WORK REQUIRED
Please retype, unchanged, each line from the top of the material below through the line where "use crate::utils::http;" appears.

WORKING DATA
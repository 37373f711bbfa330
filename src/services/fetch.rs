// src/services/fetch.rs

//! Page fetching boundary.
//!
//! The watch loop and parser only see the `PageFetcher` trait; the
//! reqwest-backed implementation lives here so tests can substitute an
//! in-memory fetcher.

use async_trait::async_trait;

use crate::config::HttpConfig;
use crate::error::Result;
use crate::utils::http;

/// Image bytes plus the content type reported by the server.
#[derive(Debug, Clone)]
pub struct FetchedImage {
    pub bytes: Vec<u8>,
    pub content_type: String,
}

/// Boundary for retrieving remote documents and images.
///
/// Every failure mode (timeout, non-success status, transport error) is
/// reported as an error value; nothing escapes a watch cycle uncaught.
#[async_trait]
pub trait PageFetcher: Send + Sync {
    /// Fetch a page body as text.
    async fn fetch_text(&self, url: &str) -> Result<String>;

    /// Fetch an image resource.
    async fn fetch_image(&self, url: &str) -> Result<FetchedImage>;
}

/// HTTP-backed fetcher with a shared configured client.
pub struct HttpFetcher {
    client: reqwest::Client,
}

impl HttpFetcher {
    /// Create a fetcher with the given HTTP configuration.
    pub fn new(config: &HttpConfig) -> Result<Self> {
        Ok(Self {
            client: http::create_async_client(config)?,
        })
    }
}

#[async_trait]
impl PageFetcher for HttpFetcher {
    async fn fetch_text(&self, url: &str) -> Result<String> {
        let response = self.client.get(url).send().await?.error_for_status()?;
        Ok(response.text().await?)
    }

    async fn fetch_image(&self, url: &str) -> Result<FetchedImage> {
        let response = self.client.get(url).send().await?.error_for_status()?;
        let content_type = response
            .headers()
            .get(reqwest::header::CONTENT_TYPE)
            .and_then(|v| v.to_str().ok())
            .unwrap_or("image/jpeg")
            .to_string();
        let bytes = response.bytes().await?.to_vec();
        Ok(FetchedImage {
            bytes,
            content_type,
        })
    }
}
//! Diff calculation between successive snapshots.
//!
//! Novelty is driven by identity alone: a record is new exactly when
//! its id is present in the current snapshot and absent from the
//! previous one. Content changes to an existing id are not novelty.

use crate::models::{Record, Snapshot};

/// Return the records whose id appears in `current` but not `previous`.
///
/// Order of the result is unspecified.
pub fn new_records(previous: &Snapshot, current: &Snapshot) -> Vec<Record> {
    current
        .records()
        .filter(|record| !previous.contains_id(&record.id))
        .cloned()
        .collect()
}
//! Service layer for the watcher application.
//!
//! This module contains the business logic for:
//! - Page fetching (`PageFetcher`, `HttpFetcher`)
//! - Snapshot parsing (`RecordParser`)
//! - Alert dispatch (`Notifier`, `SmtpMailer`)

mod fetch;
mod notify;
mod parser;

#[cfg(test)]
pub(crate) mod testing;

pub use fetch::{FetchedImage, HttpFetcher, PageFetcher};
pub use notify::{MailTransport, Notifier, NotifyOutcome, SmtpMailer};
pub use parser::{ParseOutcome, RecordParser};
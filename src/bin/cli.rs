//! pawwatch CLI
//!
//! Watches an adoption listing page and emails an alert for each newly
//! listed animal. Runs until interrupted.

use std::sync::Arc;

use clap::Parser;
use pawwatch::{
    config::{SmtpCredential, WatchConfig},
    error::Result,
    models::{DetailSelectors, ListingSelectors},
    pipeline::WatchLoop,
    services::{HttpFetcher, MailTransport, Notifier, PageFetcher, RecordParser, SmtpMailer},
};

/// pawwatch - adoption listing watcher
#[derive(Parser, Debug)]
#[command(name = "pawwatch", version, about = "Emails alerts for new adoption listings")]
struct Cli {
    /// Sender address for alert mail
    #[arg(long)]
    sender: String,

    /// Recipient addresses for alert mail
    #[arg(long, num_args = 1.., required = true)]
    recipients: Vec<String>,

    /// SMTP server hostname
    #[arg(long)]
    smtp_server: Option<String>,

    /// SMTP submission port
    #[arg(long)]
    smtp_port: Option<u16>,

    /// Seconds to wait between watch cycles
    #[arg(long)]
    delay: Option<u64>,

    /// Listing page URL override
    #[arg(long)]
    listing_url: Option<String>,

    /// Base URL override for resolving relative links
    #[arg(long)]
    base_url: Option<String>,

    /// Enable verbose logging
    #[arg(short, long)]
    verbose: bool,
}

/// Initialize logging based on verbosity flag.
fn init_logging(verbose: bool) {
    let level = if verbose { "debug" } else { "info" };
    env_logger::Builder::from_env(env_logger::Env::default().default_filter_or(level))
        .format_timestamp_secs()
        .init();
}

/// Build the immutable configuration from CLI flags.
fn build_config(cli: &Cli) -> WatchConfig {
    let mut config = WatchConfig::new(cli.sender.clone(), cli.recipients.clone());
    if let Some(host) = &cli.smtp_server {
        config.smtp.host = host.clone();
    }
    if let Some(port) = cli.smtp_port {
        config.smtp.port = port;
    }
    if let Some(delay) = cli.delay {
        config.delay_secs = delay;
    }
    if let Some(url) = &cli.listing_url {
        config.site.listing_url = url.clone();
    }
    if let Some(url) = &cli.base_url {
        config.site.base_url = url.clone();
    }
    config
}

/// Main entry point for the CLI application.
#[tokio::main]
async fn main() -> Result<()> {
    let cli = Cli::parse();
    init_logging(cli.verbose);

    log::info!("pawwatch starting...");

    let config = build_config(&cli);
    config.validate()?;

    // Password comes from the environment only; without it there is no
    // point entering the loop
    let credential = SmtpCredential::from_env()?;

    let fetcher: Arc<dyn PageFetcher> = Arc::new(HttpFetcher::new(&config.http)?);
    let parser = RecordParser::new(
        Arc::clone(&fetcher),
        &ListingSelectors::default(),
        &DetailSelectors::default(),
        &config,
    )?;
    let mailer: Arc<dyn MailTransport> =
        Arc::new(SmtpMailer::new(&config.smtp, &config.sender, &credential)?);
    let notifier = Notifier::new(mailer, Arc::clone(&fetcher), &config)?;

    let mut watch_loop = WatchLoop::new(Arc::clone(&fetcher), parser, notifier, &config);

    let (stop_tx, stop_rx) = tokio::sync::watch::channel(false);
    tokio::spawn(async move {
        if tokio::signal::ctrl_c().await.is_ok() {
            let _ = stop_tx.send(true);
        }
    });

    watch_loop.run(stop_rx).await;

    log::info!("Done!");

    Ok(())
}
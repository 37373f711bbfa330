// src/services/testing.rs

//! In-memory collaborator doubles and HTML fixtures shared by the
//! service and pipeline tests.

use std::collections::{HashMap, HashSet};
use std::sync::atomic::{AtomicBool, Ordering};
use std::sync::Mutex;

use async_trait::async_trait;
use lettre::message::Message;

use crate::error::{AppError, Result};
use crate::models::Record;
use crate::services::{FetchedImage, MailTransport, PageFetcher};

/// Fetcher serving pages from an in-memory map.
///
/// Text fetches for unknown or failed URLs error; image fetches succeed
/// with placeholder bytes unless the URL is marked failing.
pub(crate) struct MockFetcher {
    pages: Mutex<HashMap<String, String>>,
    failing: Mutex<HashSet<String>>,
}

impl MockFetcher {
    pub fn new() -> Self {
        Self {
            pages: Mutex::new(HashMap::new()),
            failing: Mutex::new(HashSet::new()),
        }
    }

    pub fn set_page(&self, url: impl Into<String>, body: impl Into<String>) {
        self.pages.lock().unwrap().insert(url.into(), body.into());
    }

    pub fn fail_url(&self, url: impl Into<String>) {
        self.failing.lock().unwrap().insert(url.into());
    }

    pub fn unfail_url(&self, url: &str) {
        self.failing.lock().unwrap().remove(url);
    }

    fn is_failing(&self, url: &str) -> bool {
        self.failing.lock().unwrap().contains(url)
    }
}

#[async_trait]
impl PageFetcher for MockFetcher {
    async fn fetch_text(&self, url: &str) -> Result<String> {
        if self.is_failing(url) {
            return Err(AppError::config(format!("mock fetch failure: {url}")));
        }
        self.pages
            .lock()
            .unwrap()
            .get(url)
            .cloned()
            .ok_or_else(|| AppError::config(format!("mock page missing: {url}")))
    }

    async fn fetch_image(&self, url: &str) -> Result<FetchedImage> {
        if self.is_failing(url) {
            return Err(AppError::config(format!("mock image failure: {url}")));
        }
        Ok(FetchedImage {
            bytes: vec![0xFF, 0xD8, 0xFF],
            content_type: "image/jpeg".to_string(),
        })
    }
}

/// Transport recording delivered messages.
pub(crate) struct MockTransport {
    sent: Mutex<Vec<Message>>,
    fail_next: AtomicBool,
}

impl MockTransport {
    pub fn new() -> Self {
        Self {
            sent: Mutex::new(Vec::new()),
            fail_next: AtomicBool::new(false),
        }
    }

    /// Make the next delivery fail.
    pub fn fail_next(&self) {
        self.fail_next.store(true, Ordering::SeqCst);
    }

    pub fn sent_count(&self) -> usize {
        self.sent.lock().unwrap().len()
    }

    /// Formatted wire bytes of every delivered message, for header
    /// assertions.
    pub fn sent_formatted(&self) -> Vec<String> {
        self.sent
            .lock()
            .unwrap()
            .iter()
            .map(|m| String::from_utf8_lossy(&m.formatted()).into_owned())
            .collect()
    }
}

#[async_trait]
impl MailTransport for MockTransport {
    async fn deliver(&self, message: Message) -> Result<()> {
        if self.fail_next.swap(false, Ordering::SeqCst) {
            return Err(AppError::config("mock delivery failure"));
        }
        self.sent.lock().unwrap().push(message);
        Ok(())
    }
}

/// A complete record for tests that bypass parsing.
pub(crate) fn sample_record(id: &str, name: &str) -> Record {
    Record {
        id: id.to_string(),
        name: name.to_string(),
        breed: "Terrier Mix".to_string(),
        age: "2 years".to_string(),
        gender: "Male".to_string(),
        location: "Golden Valley".to_string(),
        link: format!("https://example.com/animals/{id}"),
        image_url: format!("https://example.com/photos/{id}.jpg"),
    }
}

/// Listing page HTML with one item link per path.
pub(crate) fn listing_html(paths: &[&str]) -> String {
    let links: String = paths
        .iter()
        .map(|p| format!("<div class=\"animal--image-wrapper\"><a href=\"{p}\">photo</a></div>"))
        .collect();
    format!("<html><body>{links}</body></html>")
}

/// Detail page HTML with every field the parser requires.
pub(crate) fn detail_html(id: &str, name: &str) -> String {
    format!(
        concat!(
            "<html><body>",
            "<div class=\"animal-title\"><h1>{name}</h1></div>",
            "<div class=\"animal--breed\">Terrier Mix</div>",
            "<div class=\"animal--sex\">Male</div>",
            "<div class=\"animal--age\">2 years</div>",
            "<div class=\"animal--location\"><div class=\"field__item\">Golden Valley</div></div>",
            "<div class=\"animal--details-bottom\"><div class=\"animal-item\">Animal ID: {id}</div></div>",
            "<div id=\"animal--main-image\"><img src=\"/photos/{id}.jpg\"></div>",
            "</body></html>",
        ),
        name = name,
        id = id,
    )
}
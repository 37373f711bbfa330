//! Watch loop state machine.
//!
//! Owns the previous snapshot across cycles and drives the
//! fetch -> parse -> diff -> notify -> store sequence. Every cycle
//! failure is converted into a logged outcome; the loop itself cannot
//! terminate from one bad cycle. The first populated cycle only
//! captures a baseline and sends nothing.

use std::sync::Arc;
use std::time::Duration;

use log::{info, warn};
use tokio::sync::watch;

use crate::config::WatchConfig;
use crate::models::Snapshot;
use crate::services::{Notifier, NotifyOutcome, PageFetcher, RecordParser};

use super::diff::new_records;

/// Cross-cycle state of the watcher.
#[derive(Debug)]
pub enum WatchState {
    /// No baseline observed yet; notification is suppressed
    Initial,
    /// Baseline held; new ids against it are notified
    Steady(Snapshot),
}

impl WatchState {
    pub fn is_steady(&self) -> bool {
        matches!(self, WatchState::Steady(_))
    }

    /// The held snapshot, if any.
    pub fn snapshot(&self) -> Option<&Snapshot> {
        match self {
            WatchState::Initial => None,
            WatchState::Steady(snapshot) => Some(snapshot),
        }
    }
}

/// Result of one watch cycle.
#[derive(Debug)]
pub enum CycleOutcome {
    /// Listing fetch failed; state untouched, cycle skipped
    ListingUnavailable,
    /// First populated cycle; baseline stored, nothing notified
    BaselineCaptured {
        observed: usize,
        parse_failures: usize,
    },
    /// Steady cycle: diffed, notified, snapshot replaced
    Completed {
        observed: usize,
        new: usize,
        sent: usize,
        parse_failures: usize,
        notify_failures: usize,
    },
}

/// The observe-diff-notify loop.
pub struct WatchLoop {
    fetcher: Arc<dyn PageFetcher>,
    parser: RecordParser,
    notifier: Notifier,
    listing_url: String,
    delay: Duration,
    state: WatchState,
}

impl WatchLoop {
    pub fn new(
        fetcher: Arc<dyn PageFetcher>,
        parser: RecordParser,
        notifier: Notifier,
        config: &WatchConfig,
    ) -> Self {
        Self {
            fetcher,
            parser,
            notifier,
            listing_url: config.site.listing_url.clone(),
            delay: Duration::from_secs(config.delay_secs),
            state: WatchState::Initial,
        }
    }

    pub fn state(&self) -> &WatchState {
        &self.state
    }

    /// Run exactly one cycle.
    ///
    /// Never returns an error: the listing being unavailable skips the
    /// cycle with state untouched, and per-record parse/notify failures
    /// are absorbed by the parser and notifier.
    pub async fn run_once(&mut self) -> CycleOutcome {
        let listing_html = match self.fetcher.fetch_text(&self.listing_url).await {
            Ok(html) => html,
            Err(error) => {
                warn!("Listing page unavailable, skipping cycle: {error}");
                return CycleOutcome::ListingUnavailable;
            }
        };

        let parsed = self.parser.build_snapshot(&listing_html).await;
        if parsed.failures > 0 {
            warn!(
                "{} of {} detail pages failed this cycle",
                parsed.failures, parsed.attempted
            );
        }

        let observed = parsed.snapshot.len();
        match std::mem::replace(&mut self.state, WatchState::Initial) {
            WatchState::Initial => {
                info!("Baseline captured with {observed} records");
                self.state = WatchState::Steady(parsed.snapshot);
                CycleOutcome::BaselineCaptured {
                    observed,
                    parse_failures: parsed.failures,
                }
            }
            WatchState::Steady(previous) => {
                let fresh = new_records(&previous, &parsed.snapshot);
                let notified = if fresh.is_empty() {
                    NotifyOutcome::default()
                } else {
                    info!("Found {} new records", fresh.len());
                    self.notifier.notify_all(&fresh).await
                };

                // Snapshot replacement is unconditional, even when some
                // notifications failed: a failed alert is not retried
                // because its id is no longer novel next cycle.
                self.state = WatchState::Steady(parsed.snapshot);

                CycleOutcome::Completed {
                    observed,
                    new: fresh.len(),
                    sent: notified.sent,
                    parse_failures: parsed.failures,
                    notify_failures: notified.failures,
                }
            }
        }
    }

    /// Run cycles forever, sleeping the configured delay between them,
    /// until the shutdown channel fires.
    pub async fn run(&mut self, mut shutdown: watch::Receiver<bool>) {
        info!(
            "Watching {} every {}s",
            self.listing_url,
            self.delay.as_secs()
        );

        loop {
            let outcome = self.run_once().await;
            info!("Cycle finished: {outcome:?}");

            tokio::select! {
                _ = tokio::time::sleep(self.delay) => {}
                _ = shutdown.changed() => {
                    info!("Shutdown requested, stopping watch loop");
                    return;
                }
            }
        }
    }
}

ANSWER TO THE EXERCISE
repository 37373f711bbfa330
filename src/services/fetch.rs
// src/services/fetch.rs

//! Page fetching boundary.
//!
//! The watch loop and parser only see the `PageFetcher` trait; the
//! reqwest-backed implementation lives here so tests can substitute an
//! in-memory fetcher.

use async_trait::async_trait;

use crate::config::HttpConfig;
use crate::error::Result;
use crate::utils::http;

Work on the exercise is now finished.